TASK BRIEF:
Please copy each line below that contains the string "status".

RECORDS:
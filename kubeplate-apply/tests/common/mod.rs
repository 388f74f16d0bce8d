//! In-memory [`ClusterClient`] that records every call.

use std::collections::{HashMap, HashSet};
use std::sync::Mutex;

use async_trait::async_trait;
use kube::api::DynamicObject;
use kube::core::ErrorResponse;

use kubeplate_apply::{ClientError, ClusterClient};
use kubeplate_core::ResourceId;

#[derive(Debug, Clone, PartialEq, Eq)]
pub enum Call {
    Create(String),
    Get(String),
    Update {
        name: String,
        resource_version: Option<String>,
    },
}

type Key = (String, String, Option<String>);

fn key_of(obj: &DynamicObject) -> Key {
    (
        obj.types.as_ref().map(|t| t.kind.clone()).unwrap_or_default(),
        obj.metadata.name.clone().unwrap_or_default(),
        obj.metadata.namespace.clone().filter(|ns| !ns.is_empty()),
    )
}

fn status(code: u16, reason: &str, message: String) -> ClientError {
    ClientError::Api(ErrorResponse {
        status: "Failure".to_string(),
        message,
        reason: reason.to_string(),
        code,
    })
}

/// Stores objects by kind/name/namespace and bumps `resourceVersion` on
/// every write. An update carrying a stale `resourceVersion` is rejected
/// with a 409 Conflict; an update without one is accepted.
#[derive(Default)]
pub struct FakeCluster {
    store: Mutex<HashMap<Key, DynamicObject>>,
    calls: Mutex<Vec<Call>>,
    reject_create: HashSet<String>,
    default_namespace: Option<String>,
    next_version: Mutex<u64>,
}

impl FakeCluster {
    pub fn new() -> Self {
        Self::default()
    }

    /// Creates of an object with this name fail with 422 Invalid.
    pub fn rejecting_create_of(mut self, name: &str) -> Self {
        self.reject_create.insert(name.to_string());
        self
    }

    /// Objects other than Namespaces sent without a namespace land in `ns`.
    pub fn with_default_namespace(mut self, ns: &str) -> Self {
        self.default_namespace = Some(ns.to_string());
        self
    }

    /// Seed an existing object; returns its resourceVersion.
    pub fn seed(&self, obj: &DynamicObject) -> String {
        let mut stored = obj.clone();
        let version = self.bump();
        stored.metadata.resource_version = Some(version.clone());
        self.store.lock().unwrap().insert(key_of(obj), stored);
        version
    }

    pub fn calls(&self) -> Vec<Call> {
        self.calls.lock().unwrap().clone()
    }

    pub fn stored(&self, kind: &str, name: &str, namespace: Option<&str>) -> Option<DynamicObject> {
        let key = (kind.to_string(), name.to_string(), namespace.map(str::to_string));
        self.store.lock().unwrap().get(&key).cloned()
    }

    fn placed(&self, obj: &DynamicObject) -> DynamicObject {
        let mut obj = obj.clone();
        let is_namespace = obj.types.as_ref().is_some_and(|t| t.kind == "Namespace");
        if obj.metadata.namespace.is_none() && !is_namespace {
            obj.metadata.namespace = self.default_namespace.clone();
        }
        obj
    }

    fn bump(&self) -> String {
        let mut next = self.next_version.lock().unwrap();
        *next += 1;
        next.to_string()
    }

    fn record(&self, call: Call) {
        self.calls.lock().unwrap().push(call);
    }
}

#[async_trait]
impl ClusterClient for FakeCluster {
    async fn create(&self, obj: &DynamicObject) -> Result<DynamicObject, ClientError> {
        let obj = &self.placed(obj);
        let key = key_of(obj);
        self.record(Call::Create(key.1.clone()));
        if self.reject_create.contains(&key.1) {
            return Err(status(422, "Invalid", format!("{} is invalid", key.1)));
        }
        let mut store = self.store.lock().unwrap();
        if store.contains_key(&key) {
            return Err(ClientError::AlreadyExists(format!("{} already exists", key.1)));
        }
        let mut created = obj.clone();
        created.metadata.resource_version = Some(self.bump());
        store.insert(key, created.clone());
        Ok(created)
    }

    async fn get(&self, id: &ResourceId) -> Result<DynamicObject, ClientError> {
        self.record(Call::Get(id.name.clone()));
        let namespace = match (&id.namespace, id.kind.as_str()) {
            (None, kind) if kind != "Namespace" => self.default_namespace.clone(),
            (ns, _) => ns.clone(),
        };
        let key = (id.kind.clone(), id.name.clone(), namespace);
        self.store
            .lock()
            .unwrap()
            .get(&key)
            .cloned()
            .ok_or_else(|| status(404, "NotFound", format!("{} not found", id.name)))
    }

    async fn update(&self, obj: &DynamicObject) -> Result<DynamicObject, ClientError> {
        let obj = &self.placed(obj);
        let key = key_of(obj);
        self.record(Call::Update {
            name: key.1.clone(),
            resource_version: obj.metadata.resource_version.clone(),
        });
        let mut store = self.store.lock().unwrap();
        let Some(current) = store.get(&key) else {
            return Err(status(404, "NotFound", format!("{} not found", key.1)));
        };
        if let Some(requested) = &obj.metadata.resource_version {
            if current.metadata.resource_version.as_ref() != Some(requested) {
                return Err(status(409, "Conflict", "the object has been modified".to_string()));
            }
        }
        let mut updated = obj.clone();
        updated.metadata.resource_version = Some(self.bump());
        store.insert(key, updated.clone());
        Ok(updated)
    }
}
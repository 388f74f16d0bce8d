//! `kubeplate process` — render a template to stdout.

use anyhow::{Context, Result};
use clap::{Args, ValueEnum};
use serde_json::{json, Value};

use kubeplate_core::RenderedObject;

use super::RenderArgs;

#[derive(Debug, Clone, Copy, Default, PartialEq, Eq, ValueEnum)]
pub enum OutputFormat {
    /// Multi-document YAML stream.
    #[default]
    Yaml,
    /// A single `v1` `List`.
    Json,
}

/// Arguments for `kubeplate process`.
#[derive(Args, Debug)]
pub struct ProcessArgs {
    #[command(flatten)]
    pub render: RenderArgs,

    /// Output format.
    #[arg(short, long, value_enum, default_value_t = OutputFormat::Yaml)]
    pub output: OutputFormat,
}

impl ProcessArgs {
    pub fn run(self) -> Result<()> {
        let objects = self.render.render()?;
        print!("{}", format_objects(&objects, self.output)?);
        Ok(())
    }
}

pub fn format_objects(objects: &[RenderedObject], format: OutputFormat) -> Result<String> {
    match format {
        OutputFormat::Yaml => {
            let mut out = String::new();
            for obj in objects {
                out.push_str("---\n");
                out.push_str(
                    &serde_yaml::to_string(&obj.raw).context("failed to serialize object as YAML")?,
                );
            }
            Ok(out)
        }
        OutputFormat::Json => {
            let items: Vec<&Value> = objects.iter().map(|obj| &obj.raw).collect();
            let list = json!({
                "apiVersion": "v1",
                "kind": "List",
                "items": items,
            });
            let mut out =
                serde_json::to_string_pretty(&list).context("failed to serialize list as JSON")?;
            out.push('\n');
            Ok(out)
        }
    }
}

#[cfg(test)]
mod tests {
    use super::*;

    fn rendered(raw: Value) -> RenderedObject {
        RenderedObject { raw, object: None }
    }

    #[test]
    fn yaml_output_is_one_document_per_object() {
        let objs = [
            rendered(json!({ "kind": "Namespace", "metadata": { "name": "a" } })),
            rendered(json!({ "kind": "Namespace", "metadata": { "name": "b" } })),
        ];
        let out = format_objects(&objs, OutputFormat::Yaml).unwrap();
        assert_eq!(out.matches("---\n").count(), 2);
        assert!(out.starts_with("---\n"));
        assert!(out.contains("name: b"));
    }

    #[test]
    fn json_output_wraps_objects_in_a_list() {
        let objs = [rendered(json!({ "kind": "ConfigMap" }))];
        let out = format_objects(&objs, OutputFormat::Json).unwrap();
        let list: Value = serde_json::from_str(&out).unwrap();
        assert_eq!(list["kind"], "List");
        assert_eq!(list["items"][0]["kind"], "ConfigMap");
    }

    #[test]
    fn empty_render_prints_nothing_as_yaml() {
        assert_eq!(format_objects(&[], OutputFormat::Yaml).unwrap(), "");
    }
}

SOLUTION TO THIS TASK:
fn status(code: u16, reason: &str, message: String) -> ClientError {
        status: "Failure".to_string(),
            return Err(status(422, "Invalid", format!("{} is invalid", key.1)));
            .ok_or_else(|| status(404, "NotFound", format!("{} not found", id.name)))
            return Err(status(404, "NotFound", format!("{} not found", key.1)));
                return Err(status(409, "Conflict", "the object has been modified".to_string()));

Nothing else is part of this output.